//! Running cloud-weather-report inside a disposable container.
//!
//! The host side of a run is a [`Workspace`]; the container side is the fixed
//! [`ContainerPaths`] layout baked into the `seman/cwrbox` image. A run pulls
//! the image, runs `cwr` against the bind-mounted workspace, hands ownership of
//! everything back to the invoking user and optionally copies the results out.

use std::fmt;

use camino::{Utf8Path, Utf8PathBuf};
use tracing::{debug, info};

use crate::build_cloud::RunParameters;
use crate::error::{Error, Result};
use crate::fsutil;
use crate::process::{Exec, Invocation};
use crate::workspace::{HostPaths, Workspace};

/// The image providing `cwr` and juju.
pub const IMAGE: &str = "seman/cwrbox";

/// Unprivileged user inside the image.
pub const USER: &str = "ubuntu";

/// Container-side paths. A naming convention of the image; never mutated.
#[derive(Debug, Clone, PartialEq, Eq)]
pub struct ContainerPaths {
    pub image: String,
    pub user: String,
    pub home: Utf8PathBuf,
    pub juju_home: Utf8PathBuf,
    pub ssh_home: Utf8PathBuf,
    pub test_results: Utf8PathBuf,
    pub repository: Utf8PathBuf,
    pub test_plans: Utf8PathBuf,
}

impl Default for ContainerPaths {
    fn default() -> Self {
        let home = Utf8Path::new("/home").join(USER);
        Self {
            image: IMAGE.to_owned(),
            user: USER.to_owned(),
            juju_home: home.join(".juju"),
            ssh_home: home.join(".ssh"),
            test_results: home.join("results"),
            repository: home.join("charm-repo"),
            test_plans: home.join("test_plans"),
            home,
        }
    }
}

/// A bind mount of a host path into the container.
#[derive(Debug, Clone, PartialEq, Eq)]
pub struct Mount {
    pub host: Utf8PathBuf,
    pub container: Utf8PathBuf,
}

impl Mount {
    fn new(host: impl Into<Utf8PathBuf>, container: impl Into<Utf8PathBuf>) -> Self {
        Self {
            host: host.into(),
            container: container.into(),
        }
    }
}

impl fmt::Display for Mount {
    fn fmt(&self, f: &mut fmt::Formatter<'_>) -> fmt::Result {
        write!(f, "{}:{}", self.host, self.container)
    }
}

/// The ordered volume mounts for a run.
///
/// The scratch directory appears twice: below the container credentials
/// home and at its own host path.
pub fn mounts(host: &HostPaths, container: &ContainerPaths, test_plan: &Utf8Path) -> Vec<Mount> {
    let plan_dir = match test_plan.parent() {
        Some(p) if !p.as_str().is_empty() => p.to_owned(),
        _ => Utf8PathBuf::from("."),
    };
    vec![
        Mount::new(&host.test_results, &container.test_results),
        Mount::new(&host.juju_home, &container.juju_home),
        Mount::new(
            host.juju_home.join(".deployer-store-cache"),
            container.juju_home.join(".deployer-store-cache"),
        ),
        Mount::new(&host.repository, &container.repository),
        Mount::new(&host.tmp, container.juju_home.join("tmp")),
        Mount::new(&host.tmp, &host.tmp),
        Mount::new(plan_dir, &container.test_plans),
    ]
}

/// The container-side path of the test plan.
pub fn container_test_plan(container: &ContainerPaths, test_plan: &Utf8Path) -> Result<Utf8PathBuf> {
    let name = test_plan
        .file_name()
        .ok_or_else(|| Error::Config(format!("test plan {test_plan} has no file name")))?;
    Ok(container.test_plans.join(name))
}

/// The `cwr` command line run by `sh -c` inside the container, quoted as a
/// single shell string.
pub fn cwr_command(container: &ContainerPaths, params: &RunParameters) -> Result<String> {
    let plan = container_test_plan(container, &params.test_plan)?;
    let mut words = vec!["sudo", "cwr", "-F", "-l", "DEBUG", "-v"];
    if let Some(bundle) = params.bundle.as_deref() {
        words.extend(["--bundle-file", bundle]);
    }
    words.extend(params.models.iter().map(String::as_str));
    words.push(plan.as_str());
    shlex::try_join(words)
        .map_err(|e| Error::Config(format!("cannot quote cwr command line: {e}")))
}

fn host_command(params: &RunParameters, invocation: Invocation) -> Invocation {
    if params.sudo {
        invocation.wrapped_in("sudo")
    } else {
        invocation
    }
}

/// `docker pull <image>`
pub fn pull_invocation(params: &RunParameters, container: &ContainerPaths) -> Invocation {
    host_command(
        params,
        Invocation::new(&params.runtime).args(["pull", container.image.as_str()]),
    )
}

/// `docker run ... <image> sh -c '<cwr ...>'`
pub fn run_invocation(
    params: &RunParameters,
    host: &HostPaths,
    container: &ContainerPaths,
) -> Result<Invocation> {
    let mut r = Invocation::new(&params.runtime).args([
        "run",
        "--rm",
        "-u",
        container.user.as_str(),
        "-e",
        &format!("HOME={}", container.home),
        "-e",
        &format!("JUJU_HOME={}", container.juju_home),
        "-w",
        container.home.as_str(),
    ]);
    if let Some(net) = params.network.as_deref() {
        r = r.arg(format!("--net={net}"));
    }
    for (k, v) in params.container_env() {
        r = r.args(["-e".to_owned(), format!("{k}={v}")]);
    }
    for m in mounts(host, container, &params.test_plan) {
        r = r.args(["-v".to_owned(), m.to_string()]);
    }
    r = r
        .args(["-t", container.image.as_str(), "sh", "-c"])
        .arg(cwr_command(container, params)?);
    Ok(host_command(params, r))
}

/// `chown -R uid:gid <root>`, returning the tree to the invoking user.
pub fn chown_invocation(params: &RunParameters, root: &Utf8Path, uid: u32, gid: u32) -> Invocation {
    host_command(
        params,
        Invocation::new("chown").args(["-R".to_owned(), format!("{uid}:{gid}"), root.to_string()]),
    )
}

/// Progress of a single container run. Transitions only move forward.
#[derive(Debug, Clone, Copy, PartialEq, Eq)]
pub enum Stage {
    NotStarted,
    ImagePulled,
    ContainerRan,
    OwnershipFixed,
    LogsCopied,
    Skipped,
    Done,
}

impl Stage {
    fn advance(&mut self, next: Stage) {
        debug!("Container run: {self:?} -> {next:?}");
        *self = next;
    }
}

/// Pull, run, reconcile ownership and copy logs.
///
/// Any command failure aborts at the current stage. On success returns
/// whether the logs were copied ([`Stage::LogsCopied`]) or not
/// ([`Stage::Skipped`]).
pub fn run_container(
    exec: &dyn Exec,
    workspace: &Workspace,
    container: &ContainerPaths,
    params: &RunParameters,
) -> Result<Stage> {
    let host = workspace.host();
    debug!("Host data: {host:?}");
    debug!("Container data: {container:?}");

    let mut stage = Stage::NotStarted;
    exec.exec(&pull_invocation(params, container))?;
    stage.advance(Stage::ImagePulled);

    exec.exec(&run_invocation(params, host, container)?)?;
    stage.advance(Stage::ContainerRan);

    let uid = rustix::process::getuid().as_raw();
    let gid = rustix::process::getgid().as_raw();
    exec.exec(&chown_invocation(params, &host.root, uid, gid))?;
    stage.advance(Stage::OwnershipFixed);

    let outcome = match params.log_dir.as_deref() {
        Some(log_dir) => {
            info!("Copying results to {log_dir}");
            fsutil::copytree_force(&host.test_results, log_dir, None)?;
            Stage::LogsCopied
        }
        None => Stage::Skipped,
    };
    stage.advance(outcome);
    stage.advance(Stage::Done);
    Ok(outcome)
}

■ ■ ■

Scan the data for lines containing "fsutil" and copy all of them.

use crate::fsutil;
            fsutil::copytree_force(&host.test_results, log_dir, None)?;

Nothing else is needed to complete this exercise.